Una de ellas es Rosa Gil, una madrileña de 33 años que creció en Cádiz. «El boom de Harry Potter ha despertado la literatura fantástica de nuestro país», comenta sin ningún tipo de prejuicios hacia los best-sellers. «Yo soy muy fan», confiesa esta joven escritora que ayer presentó en Cádiz su primer libro, Bruno Damphiro (Espasa) en la Asociación de la Prensa de Cádiz. A Rosa Gil siempre le había gustado escribir. Su afición por los cómics y por lo fantástico y de aventuras le llevó a devorar de pequeña historias, «una tras otra», encerrada en su habitación. De ahí a ser periodista y trabajar en algunas revistas especializadas.
De vampiros
«Llevaba cierto tiempo dando vueltas a una novela de vampiros cuando me topé con el término dhampiro (el hijo de un no-muerto y un humano) y me pareció una buena forma de empezar a darle la vuelta al género.
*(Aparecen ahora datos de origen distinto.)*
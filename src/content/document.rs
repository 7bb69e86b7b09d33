//! Blog document model

use chrono::{DateTime, Local};
use serde::{Deserialize, Serialize};
use std::fmt;
use std::path::PathBuf;

/// Identifier taken from the `id` front-matter field
#[derive(Debug, Clone, PartialEq, Eq, Serialize, Deserialize)]
#[serde(untagged)]
pub enum DocumentId {
    Number(i64),
    Text(String),
}

impl fmt::Display for DocumentId {
    fn fmt(&self, f: &mut fmt::Formatter<'_>) -> fmt::Result {
        match self {
            DocumentId::Number(n) => write!(f, "{}", n),
            DocumentId::Text(s) => f.write_str(s),
        }
    }
}

/// A blog document loaded from a markdown file
#[derive(Debug, Clone, Serialize)]
#[serde(rename_all = "camelCase")]
pub struct Document {
    /// Front-matter id, or the key when none was given
    pub id: DocumentId,

    /// Stable identifier derived from the file name, used for lookup and routing
    pub key: String,

    pub title: String,

    pub excerpt: String,

    /// Publication date, the collection is ordered by it
    #[serde(rename = "date")]
    pub published_at: DateTime<Local>,

    pub categories: Vec<String>,

    /// Raw markdown after the front-matter
    #[serde(rename = "content")]
    pub body: String,

    /// Explicit or derived from the first category
    pub cover_image: String,

    /// Explicit or estimated from the body
    pub read_time: String,

    /// Full source file path
    #[serde(skip)]
    pub source: PathBuf,
}

impl Document {
    /// Whether the document is filed under `category`
    pub fn has_category(&self, category: &str) -> bool {
        self.categories.iter().any(|c| c == category)
    }

    /// Whether the two documents have at least one category in common
    pub fn shares_category_with(&self, other: &Document) -> bool {
        self.categories.iter().any(|c| other.has_category(c))
    }
}

#[cfg(test)]
pub(crate) mod fixtures {
    use super::*;
    use chrono::TimeZone;

    /// Build a document without touching the file system
    pub fn doc(key: &str, date: (i32, u32, u32), categories: &[&str]) -> Document {
        Document {
            id: DocumentId::Text(key.to_string()),
            key: key.to_string(),
            title: format!("Title {}", key),
            excerpt: format!("Excerpt {}", key),
            published_at: Local
                .with_ymd_and_hms(date.0, date.1, date.2, 0, 0, 0)
                .unwrap(),
            categories: categories.iter().map(|c| c.to_string()).collect(),
            body: String::new(),
            cover_image: "/images/blog/default.jpg".to_string(),
            read_time: "1 min read".to_string(),
            source: PathBuf::from(format!("{}.md", key)),
        }
    }
}

#[cfg(test)]
mod tests {
    use super::fixtures::doc;
    use super::*;

    #[test]
    fn test_shares_category() {
        let a = doc("a", (2024, 1, 1), &["React"]);
        let b = doc("b", (2024, 3, 1), &["React", "CSS"]);
        let c = doc("c", (2024, 2, 1), &[]);
        assert!(a.shares_category_with(&b));
        assert!(!a.shares_category_with(&c));
        assert!(!c.shares_category_with(&c));
    }

    #[test]
    fn test_serializes_with_site_field_names() {
        let mut d = doc("hello", (2024, 1, 1), &["React"]);
        d.id = DocumentId::Number(3);
        let json = serde_json::to_value(&d).unwrap();
        assert_eq!(json["id"], 3);
        assert_eq!(json["key"], "hello");
        assert_eq!(json["readTime"], "1 min read");
        assert_eq!(json["coverImage"], "/images/blog/default.jpg");
        assert!(json.get("date").is_some());
        assert!(json.get("content").is_some());
        assert!(json.get("source").is_none());
    }
}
Intenté que tuviera todo lo que me gustaba de niña: una so-ciedad secreta, pasadizos, poderes especiales, misterio, humor...». Entonces tras muchas puertas cerradas, Espasa -a través de la agencia Carmen Balcells- le abrió la suya. «Los escritores españoles estamos perdiendo el pudor para hacer género infantil».